I just replied to another thread about Wilfa svart grinders, because I have exactly the same issue with mine! Very keen to find a repairer / method to repair myself.

I got as far as buying the attachment triangular Allen key to start taking it apart, but that's as far as I got.

Ewan


----------



## ZachGain96 (Aug 26, 2020)

@ewancrallan

did you find a solution to this? Today my Wilfa just didn't turn on. As in everything was plugged in, started my day as normal, put the beans in and it's just not grinding at all. Feels like there's no power going to it. When I hit the grind button nothing happens!


----------



## Paulmgreen (Nov 16, 2013)

ewancrallan said:


> Hi @Paulmgreen did you ever manage to solve this issue?
> 
> I just replied to another thread about Wilfa svart grinders, because I have exactly the same issue with mine!
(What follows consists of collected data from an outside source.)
use indexmap::IndexMap;
use serde::Serialize;

use crate::model::{NoteContent, NoteId, TitleEntry};
use crate::ops::format::storage_to_display;
use crate::ops::hashtags::parse_tags;

// ---------------------------------------------------------------------------
// JSON output structs
// ---------------------------------------------------------------------------

#[derive(Serialize)]
pub struct TagJson {
    pub name: String,
    pub count: u64,
}

#[derive(Serialize)]
pub struct TitleJson {
    pub id: String,
    pub title: String,
}

#[derive(Serialize)]
pub struct NoteJson {
    pub id: String,
    pub title: String,
    pub body: String,
    pub tags: Vec<String>,
}

#[derive(Serialize)]
pub struct SavedJson {
    pub id: String,
    pub created: bool,
}

#[derive(Serialize)]
pub struct DeletedJson {
    pub id: String,
    pub deleted: bool,
}

pub fn tags_to_json(tags: &IndexMap<String, u64>) -> Vec<TagJson> {
    tags.iter()
        .map(|(name, count)| TagJson {
            name: name.clone(),
            count: *count,
        })
        .collect()
}

pub fn titles_to_json(titles: &[TitleEntry]) -> Vec<TitleJson> {
    titles
        .iter()
        .map(|t| TitleJson {
            id: t.id.to_string(),
            title: t.title.clone(),
        })
        .collect()
}

pub fn note_to_json(id: &NoteId, note: &NoteContent) -> NoteJson {
    NoteJson {
        id: id.to_string(),
        title: note.title.clone(),
        body: note.body.clone(),
        tags: parse_tags(&format!("{}\n{}", note.title, note.body)),
    }
}

// ---------------------------------------------------------------------------
// Text output
// ---------------------------------------------------------------------------

/// `#tag  count`, names padded to a common width.
pub fn format_tag_listing(tags: &IndexMap<String, u64>) -> Vec<String> {
    let width = tags.keys().map(|t| t.chars().count()).max().unwrap_or(0);
    tags.iter()
        .map(|(name, count)| format!("#{:<width$}  {}", name, count, width = width))
        .collect()
}

/// `id  title`, ids right-aligned.
pub fn format_title_listing(titles: &[TitleEntry]) -> Vec<String> {
    let width = titles
        .iter()
        .map(|t| t.id.as_str().chars().count())
        .max()
        .unwrap_or(0);
    titles
        .iter()
        .map(|t| {
            let title = if t.title.is_empty() {
                "(untitled)"
            } else {
                t.title.as_str()
            };
            format!("{:>width$}  {}", t.id.as_str(), title, width = width)
        })
        .collect()
}

pub fn format_note_detail(id: &NoteId, note: &NoteContent, display: bool) -> Vec<String> {
    let mut lines = vec![format!("[{}] {}", id, note.title)];
    let tags = parse_tags(&format!("{}\n{}", note.title, note.body));
    if !tags.is_empty() {
        lines.push(format!(
            "tags: {}",
            tags.iter()
                .map(|t| format!("#{}", t))
                .collect::<Vec<_>>()
                .join(" ")
        ));
    }
    lines.push(String::new());
    if display {
        lines.push(storage_to_display(&note.body));
    } else {
        lines.extend(note.body.lines().map(str::to_string));
    }
    lines
}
Very keen to find a repairer / method to repair myself.
> 
> ...


 Nope - still got the same problem ... I was hoping to find someone on here willing to have a look

- but alas not !


----------



## Paulmgreen (Nov 16, 2013)

ZachGain96 said:


> @ewancrallan
> 
> did you find a solution to this? Today my Wilfa just didn't turn on. As in everything was plugged in, started my day as normal, put the beans in and it's just not grinding at all. Feels like there's no power going to it. When I hit the grind button nothing happens!
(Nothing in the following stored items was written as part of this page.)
//! Terminal-cell and grapheme arithmetic for the panes and the editor.
//!
//! Editor cursors are byte offsets into a line; everything on screen is in
//! cells. These helpers convert between the two without splitting a
//! grapheme cluster.

use unicode_segmentation::UnicodeSegmentation;
use unicode_width::UnicodeWidthStr;

const TAB_CELLS: usize = 4;

/// Display width in terminal cells. Tabs count as four cells.
pub fn display_width(s: &str) -> usize {
    s.graphemes(true).map(grapheme_width).sum()
}

fn grapheme_width(g: &str) -> usize {
    if g == "\t" {
        TAB_CELLS
    } else {
        UnicodeWidthStr::width(g)
    }
}

/// Fit `s` into `max_cells`, ending with `…` when something was cut.
pub fn truncate_to_width(s: &str, max_cells: usize) -> String {
    if display_width(s) <= max_cells {
        return s.to_string();
    }
    if max_cells == 0 {
        return String::new();
    }
    let budget = max_cells - 1;
    let mut used = 0;
    let mut out = String::new();
    for g in s.graphemes(true) {
        let w = grapheme_width(g);
        if used + w > budget {
            break;
        }
        used += w;
        out.push_str(g);
    }
    out.push('\u{2026}');
    out
}

/// Start of the grapheme after the one at `byte_offset`; None at the end.
pub fn next_grapheme_boundary(s: &str, byte_offset: usize) -> Option<usize> {
    let rest = s.get(byte_offset..).filter(|r| !r.is_empty())?;
    let len = rest.graphemes(true).next().map_or(rest.len(), str::len);
    Some(byte_offset + len)
}

/// Start of the grapheme before `byte_offset`; None at the start.
pub fn prev_grapheme_boundary(s: &str, byte_offset: usize) -> Option<usize> {
    let head = s.get(..byte_offset).filter(|h| !h.is_empty())?;
    head.grapheme_indices(true).next_back().map(|(i, _)| i)
}

/// Cells taken by the text before `byte_offset`.
pub fn byte_offset_to_display_col(s: &str, byte_offset: usize) -> usize {
    let end = byte_offset.min(s.len());
    s.get(..end).map_or(0, display_width)
}

/// Byte offset of the grapheme covering cell `target_col`. A column inside a
/// wide character lands on that character; past the end gives `s.len()`.
pub fn display_col_to_byte_offset(s: &str, target_col: usize) -> usize {
    let mut col = 0;
    for (i, g) in s.grapheme_indices(true) {
        let w = grapheme_width(g);
        if col + w > target_col {
            return i;
        }
        col += w;
    }
    s.len()
}

fn is_blank(g: &str) -> bool {
    g.chars().all(char::is_whitespace)
}

/// Start of the word at or before `byte_offset` (whitespace-delimited).
pub fn word_boundary_left(s: &str, byte_offset: usize) -> usize {
    let Some(head) = s.get(..byte_offset) else {
        return 0;
    };
    let graphemes: Vec<(usize, &str)> = head.grapheme_indices(true).collect();
    let mut idx = graphemes.len();
    while idx > 0 && is_blank(graphemes[idx - 1].1) {
        idx -= 1;
    }
    while idx > 0 && !is_blank(graphemes[idx - 1].1) {
        idx -= 1;
    }
    graphemes.get(idx).map_or(0, |(i, _)| *i)
}

/// Start of the next word after `byte_offset`, or the end of the line.
pub fn word_boundary_right(s: &str, byte_offset: usize) -> usize {
    let Some(tail) = s.get(byte_offset..) else {
        return s.len();
    };
    tail.grapheme_indices(true)
        .skip_while(|(_, g)| !is_blank(g))
        .find(|(_, g)| !is_blank(g))
        .map_or(s.len(), |(i, _)| byte_offset + i)
}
 Nope - still got the same problem ... I was hoping to find someone on here willing to have a look

- but alas not !


----------



## Mr Ben (Dec 4, 2020)

I bought mine new from my coffee shop but lost the recipe on house move, so I can't return ( have tried twice). Mine is very temperamental on the switch. waggle it a little with the timer on full and push the start button. My issue is it chokes up inside with coffee , which isn't good. the hopper will only go to filter and no further so I can't take the hopper off. Tried to dissemble but think the hopper needs to come off to get into it. Very frustrating.


----------



## Jonathanjacks (Jan 16, 2021)

hi i just bought a wilfa svart, all works fine just the switch on the side is very loose, they have offered to replace it but i think i might look into replacing the switch. does anyone know if this is an easy task


----------



## cuprajake (Mar 30, 2020)

if they have offered to replace, id bite their hand off


----------



## lake_m (Feb 4, 2017)

Have a read of this.......may point you in the right direction.
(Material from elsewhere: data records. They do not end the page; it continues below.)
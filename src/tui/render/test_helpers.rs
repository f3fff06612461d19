use ratatui::Terminal;
use ratatui::backend::TestBackend;
use ratatui::layout::Rect;

use crate::io::memory::MemoryApi;
use crate::tui::app::App;
use crate::tui::theme::Theme;

pub const TERM_W: u16 = 80;
pub const TERM_H: u16 = 24;

/// Render into an in-memory buffer and return plain text (no styles).
pub fn render_to_string<F>(w: u16, h: u16, f: F) -> String
where
    F: FnOnce(&mut ratatui::Frame, Rect),
{
    let backend = TestBackend::new(w, h);
    let mut terminal = Terminal::new(backend).unwrap();
    terminal
        .draw(|frame| {
            let area = frame.area();
            f(frame, area);
        })
        .unwrap();

    let buf = terminal.backend().buffer().clone();
    let w = buf.area.width as usize;
    let lines: Vec<String> = buf
        .content
        .chunks(w)
        .map(|row| {
            let s: String = row.iter().map(|cell| cell.symbol()).collect();
            s.trim_end().to_string()
        })
        .collect();

    // Trim trailing blank lines
    let end = lines
        .iter()
        .rposition(|l| !l.is_empty())
        .map_or(0, |i| i + 1);
    lines[..end].join("\n")
}

/// Run everything in the outbox against `api`, following up on replies
/// until nothing is left to send.
pub fn settle(app: &mut App, api: &mut MemoryApi) {
    loop {
        let requests = app.take_outbox();
        if requests.is_empty() {
            break;
        }
        for request in requests {
            let reply = request.run(api);
            app.receive(reply);
        }
    }
}

/// An app over the demo notebook after its first refresh.
pub fn demo_app() -> (App, MemoryApi) {
    let mut api = MemoryApi::demo();
    let mut app = App::new(Theme::default());
    let start = app.state.start();
    app.send(start);
    settle(&mut app, &mut api);
    (app, api)
}

/// Render the whole screen at the default test size.
pub fn render_app(app: &App) -> String {
    render_to_string(TERM_W, TERM_H, |frame, _area| {
        super::render(frame, app);
    })
}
There's a bit of a guide on how to take them apart at the end.

https://www.coffeeforums.co.uk/topic/59010-wilfa-svart-motor-cuts-out/?do=embed


----------



## lake_m (Feb 4, 2017)

Interesting fault, sounds like something has shorted for sure. Let us know if you manage to find the issue, it would be good to build up a knowledge-base on these critters.


----------